Les cadres bagnards…

lundi 14 janvier 2013 par Arimi Choubadé

On ne les compte plus ; ces cadres de l’administration publique derrière les barreaux pour manipulation dolosive de deniers publics. Leur nombre rivalise avec le nombre de scandales politico-financiers en échos quotidiennement dans les médias. Un visiteur en séjour de courte durée sur le territoire national pourrait s’étonner de ce fort taux de criminologie au sein de l’administration publique béninoise dont les cadres se font épingler à tour de bras. Mais vu de l’intérieur on pourrait plutôt s’étonner qu’il n’y ait pas davantage de cadres dans les centres de détention du pays en se référant à la légèreté avec laquelle les fonds publics sont gérés. Une kleptomanie généralisée dont on connait pourtant les motivations même si tout le monde feint de ne pas s’en rendre compte. Suivant un code non écrit mais scrupuleusement respecté, tout cadre nommé ou promu est tenu de manifester sa reconnaissance à travers des actes de propagande politique (meeting, prière, marche, campagne) au risque de se voir retirer l’avantage administratif acquis.

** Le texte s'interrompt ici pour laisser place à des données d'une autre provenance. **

//! Configuration management

use serde::{Deserialize, Serialize};

// ============================================================================
// Server Configuration Constants
// ============================================================================

/// Default server host binding.
pub const DEFAULT_SERVER_HOST: &str = "127.0.0.1";

/// Default server port.
pub const DEFAULT_SERVER_PORT: u16 = 8000;

/// Default shutdown timeout in seconds.
pub const DEFAULT_SHUTDOWN_TIMEOUT_SECS: u64 = 30;

/// Default database URL for local development.
pub const DEFAULT_DATABASE_URL: &str = "postgresql://localhost/mun";

/// Default maximum database connections in the pool.
pub const DEFAULT_DATABASE_MAX_CONNECTIONS: u32 = 10;

/// Default minimum database connections in the pool.
pub const DEFAULT_DATABASE_MIN_CONNECTIONS: u32 = 2;

/// Default database connection timeout in seconds.
pub const DEFAULT_DATABASE_CONNECT_TIMEOUT_SECS: u64 = 10;

/// Default CORS allowed origin for local development.
pub const DEFAULT_CORS_ALLOWED_ORIGIN: &str = "http://localhost:3000";

/// Default session cookie name.
pub const DEFAULT_SESSION_COOKIE: &str = "mun_session";

/// Default session cookie lifetime in hours.
pub const DEFAULT_SESSION_COOKIE_HOURS: i64 = 8;

/// Default directory for the audit JSON-lines file.
pub const DEFAULT_AUDIT_LOG_DIR: &str = "./logs";

/// Default audit file name prefix.
pub const DEFAULT_AUDIT_FILE_PREFIX: &str = "audit";

/// Default audit file rotation threshold in bytes (8 MiB).
pub const DEFAULT_AUDIT_MAX_FILE_BYTES: u64 = 8 * 1024 * 1024;

/// Default number of rotated audit files to keep.
pub const DEFAULT_AUDIT_MAX_FILES: usize = 5;

/// Default audit mirror table.
pub const DEFAULT_AUDIT_TABLE: &str = "logs";

/// Server configuration
#[derive(Debug, Clone, Serialize, Deserialize)]
pub struct Config {
    pub server: ServerConfig,
    pub database: DatabaseConfig,
    pub cors: CorsConfig,
    pub session: SessionConfig,
    pub audit: AuditConfig,
}

/// Server-specific configuration
#[derive(Debug, Clone, Serialize, Deserialize)]
pub struct ServerConfig {
    pub host: String,
    pub port: u16,
    pub shutdown_timeout_secs: u64,
}

/// Database configuration
#[derive(Debug, Clone, Serialize, Deserialize)]
pub struct DatabaseConfig {
    pub url: String,
    pub max_connections: u32,
    pub min_connections: u32,
    pub connect_timeout_secs: u64,
}

/// CORS configuration
#[derive(Debug, Clone, Serialize, Deserialize)]
pub struct CorsConfig {
    pub allowed_origins: Vec<String>,
    pub allow_credentials: bool,
}

/// Session cookie configuration
#[derive(Debug, Clone, Serialize, Deserialize)]
pub struct SessionConfig {
    pub cookie_name: String,
    pub cookie_secure: bool,
    pub cookie_hours: i64,
}

/// Audit sink configuration
#[derive(Debug, Clone, Serialize, Deserialize)]
pub struct AuditConfig {
    pub log_dir: String,
    pub file_prefix: String,
    pub max_file_bytes: u64,
    pub max_files: usize,
    /// Mirror table name, optionally schema-qualified. `None` disables the
    /// table sink entirely.
    pub table: Option<String>,
}

impl Config {
    /// Load configuration from environment and defaults
    pub fn load() -> anyhow::Result<Self> {
        dotenvy::dotenv().ok();

        let config = Config {
            server: ServerConfig {
                host: std::env::var("MUN_HOST").unwrap_or_else(|_| DEFAULT_SERVER_HOST.to_string()),
                port: std::env::var("MUN_PORT")
                    .ok()
                    .and_then(|s| s.parse().ok())
                    .unwrap_or(DEFAULT_SERVER_PORT),
                shutdown_timeout_secs: std::env::var("MUN_SHUTDOWN_TIMEOUT")
                    .ok()
                    .and_then(|s| s.parse().ok())
                    .unwrap_or(DEFAULT_SHUTDOWN_TIMEOUT_SECS),
            },
            database: DatabaseConfig {
                url: std::env::var("DATABASE_URL")
                    .unwrap_or_else(|_| DEFAULT_DATABASE_URL.to_string()),
                max_connections: std::env::var("DATABASE_MAX_CONNECTIONS")
                    .ok()
                    .and_then(|s| s.parse().ok())
                    .unwrap_or(DEFAULT_DATABASE_MAX_CONNECTIONS),
                min_connections: std::env::var("DATABASE_MIN_CONNECTIONS")
                    .ok()
                    .and_then(|s| s.parse().ok())
                    .unwrap_or(DEFAULT_DATABASE_MIN_CONNECTIONS),
                connect_timeout_secs: std::env::var("DATABASE_CONNECT_TIMEOUT")
                    .ok()
                    .and_then(|s| s.parse().ok())
                    .unwrap_or(DEFAULT_DATABASE_CONNECT_TIMEOUT_SECS),
            },
            cors: CorsConfig {
                allowed_origins: std::env::var("CORS_ALLOWED_ORIGINS")
                    .unwrap_or_else(|_| DEFAULT_CORS_ALLOWED_ORIGIN.to_string())
                    .split(',')
                    .map(|s| s.trim().to_string())
                    .collect(),
                allow_credentials: std::env::var("CORS_ALLOW_CREDENTIALS")
                    .ok()
                    .and_then(|s| s.parse().ok())
                    .unwrap_or(true),
            },
            session: SessionConfig {
                cookie_name: std::env::var("SESSION_COOKIE")
                    .unwrap_or_else(|_| DEFAULT_SESSION_COOKIE.to_string()),
                cookie_secure: std::env::var("SESSION_COOKIE_SECURE")
                    .ok()
                    .and_then(|s| s.parse().ok())
                    .unwrap_or(false),
                cookie_hours: std::env::var("SESSION_COOKIE_HOURS")
                    .ok()
                    .and_then(|s| s.parse().ok())
                    .unwrap_or(DEFAULT_SESSION_COOKIE_HOURS),
            },
            audit: AuditConfig {
                log_dir: std::env::var("AUDIT_LOG_DIR")
                    .unwrap_or_else(|_| DEFAULT_AUDIT_LOG_DIR.to_string()),
                file_prefix: std::env::var("AUDIT_FILE_PREFIX")
                    .unwrap_or_else(|_| DEFAULT_AUDIT_FILE_PREFIX.to_string()),
                max_file_bytes: std::env::var("AUDIT_MAX_FILE_BYTES")
                    .ok()
                    .and_then(|s| s.parse().ok())
                    .unwrap_or(DEFAULT_AUDIT_MAX_FILE_BYTES),
                max_files: std::env::var("AUDIT_MAX_FILES")
                    .ok()
                    .and_then(|s| s.parse().ok())
                    .unwrap_or(DEFAULT_AUDIT_MAX_FILES),
                table: match std::env::var("AUDIT_TABLE") {
                    Ok(value) if value.trim().is_empty() || value.trim() == "off" => None,
                    Ok(value) => Some(value.trim().to_string()),
                    Err(_) => Some(DEFAULT_AUDIT_TABLE.to_string()),
                },
            },
        };

        config.validate()?;

        Ok(config)
    }

    /// Validate configuration
    pub fn validate(&self) -> anyhow::Result<()> {
        if self.server.port == 0 {
            anyhow::bail!("Server port must be greater than 0");
        }

        if self.database.url.is_empty() {
            anyhow::bail!("Database URL cannot be empty");
        }

        if self.database.max_connections == 0 {
            anyhow::bail!("Database max_connections must be greater than 0");
        }

        if self.database.min_connections > self.database.max_connections {
            anyhow::bail!(
                "Database min_connections ({}) cannot be greater than max_connections ({})",
                self.database.min_connections,
                self.database.max_connections
            );
        }

        if let Some(ref table) = self.audit.table {
            if !crate::audit::sink::is_valid_table_identifier(table) {
                anyhow::bail!("Invalid audit table identifier: {}", table);
            }
        }

        if self.audit.max_files == 0 {
            anyhow::bail!("audit.max_files must be at least 1");
        }

        if self.cors.allowed_origins.is_empty() {
            tracing::warn!("No CORS origins configured - all origins will be allowed");
        }

        Ok(())
    }
}

impl Default for Config {
    fn default() -> Self {
        Self {
            server: ServerConfig {
                host: DEFAULT_SERVER_HOST.to_string(),
                port: DEFAULT_SERVER_PORT,
                shutdown_timeout_secs: DEFAULT_SHUTDOWN_TIMEOUT_SECS,
            },
            database: DatabaseConfig {
                url: DEFAULT_DATABASE_URL.to_string(),
                max_connections: DEFAULT_DATABASE_MAX_CONNECTIONS,
                min_connections: DEFAULT_DATABASE_MIN_CONNECTIONS,
                connect_timeout_secs: DEFAULT_DATABASE_CONNECT_TIMEOUT_SECS,
            },
            cors: CorsConfig {
                allowed_origins: vec![DEFAULT_CORS_ALLOWED_ORIGIN.to_string()],
                allow_credentials: true,
            },
            session: SessionConfig {
                cookie_name: DEFAULT_SESSION_COOKIE.to_string(),
                cookie_secure: false,
                cookie_hours: DEFAULT_SESSION_COOKIE_HOURS,
            },
            audit: AuditConfig {
                log_dir: DEFAULT_AUDIT_LOG_DIR.to_string(),
                file_prefix: DEFAULT_AUDIT_FILE_PREFIX.to_string(),
                max_file_bytes: DEFAULT_AUDIT_MAX_FILE_BYTES,
                max_files: DEFAULT_AUDIT_MAX_FILES,
                table: Some(DEFAULT_AUDIT_TABLE.to_string()),
            },
        }
    }
}

#[cfg(test)]
mod tests {
    use super::*;

    #[test]
    fn test_default_config_is_valid() {
        assert!(Config::default().validate().is_ok());
    }

    #[test]
    fn test_rejects_zero_port() {
        let mut config = Config::default();
        config.server.port = 0;
        assert!(config.validate().is_err());
    }

    #[test]
    fn test_rejects_inverted_pool_bounds() {
        let mut config = Config::default();
        config.database.min_connections = 20;
        config.database.max_connections = 5;
        assert!(config.validate().is_err());
    }

    #[test]
    fn test_rejects_bad_audit_table() {
        let mut config = Config::default();
        config.audit.table = Some("logs; DROP TABLE users".to_string());
        assert!(config.validate().is_err());
    }

    #[test]
    fn test_accepts_schema_qualified_audit_table() {
        let mut config = Config::default();
        config.audit.table = Some("audit.logs".to_string());
        assert!(config.validate().is_ok());
    }
}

Même si on pourrait reprocher à certains cadres leurs ambitions mégalomaniaques, il n’en demeure pas moins vrai que la grande partie de la rapine est engloutie dans la propagande politique. Les meetings, marches et prière de soutien, l’entretien des militants et des courtisans coutent beaucoup plus cher que les buildings, carrosses et maitresses réunis. En dehors des actions visant à garantir le maintien au poste, il fallait penser à son propre bien être matériel et physiologique. Le tout mis ensemble forme de grosses entailles dans les comptes de l’Etat. Le gestionnaire de fonds publics se retrouve finalement très exposer à la moindre inquisition rigoureuse. Tant pis pour les imprudents par ces temps où la lutte contre la corruption se nourrit de brebis galeuses, de cadres lâchés par les parrains et des menus fretins. Même si jusque là, le prix à payer se limite très souvent à la vindicte médiatique plutôt qu’à des procès et des condamnations fermes.

Personnellement, je ne m’explique toujours pas le stoïcisme ambiant des cadres de l’administration publique béninoise. Puisqu’en définitive une grande partie du financement de la propagande politique repose sur eux ; ou plutôt repose sur leur capacité à voler le trésor public. Au Bénin, promotion rime presque automatiquement avec la posture de voleur de deniers publics. À ce jeu, les cadres deviennent plus des victimes que des profiteurs. Contraints qu’ils sont de vivre le restant de leur vie avec la conscience d’avoir été des fossoyeurs de l’économie nationale, d’avoir éduqué leurs enfants avec l’argent du vol et du détournement. Ils auraient par contre la conscience plus nette au cas où la propagande politique se financerait autrement.

En clair, ceux qui ont le plus intérêt à ce que la question du financement des partis politiques soit réglée une fois pour de bon, se sont ces cadres, potentiels bagnards, en liberté ou déjà en conflit avec la légalité. Afin de les décharger de l’humiliante corvée de bras financier de la politicaillerie à l’origine de l’arriération du Bénin (croissance économique la plus faible de la sous région). Le pays ne gagne rien à transformer les principaux animateurs de son administration publique en voleurs patentés, chargés de détourner l’argent de l’Etat pour le compte de leurs partis politiques respectifs. Les bagnards actuels ne sont pas forcément les plus pourris ou ceux ayant « volé » le plus de deniers publics. Mais plutôt ceux qui n’ont pas eu les plus puissants parrains ou qui sont en rupture de banc avec le système ou encore qui ont cessé d’être utiles. Il n’est pas exclu non plus qu’un changement de régime soit fatal à d’autres bien couverts jusque là. Tout ça parce qu’il n’existe pas de législation sur le financement des partis.

Pathétique ce que le Bénin fait de ses cadres !!!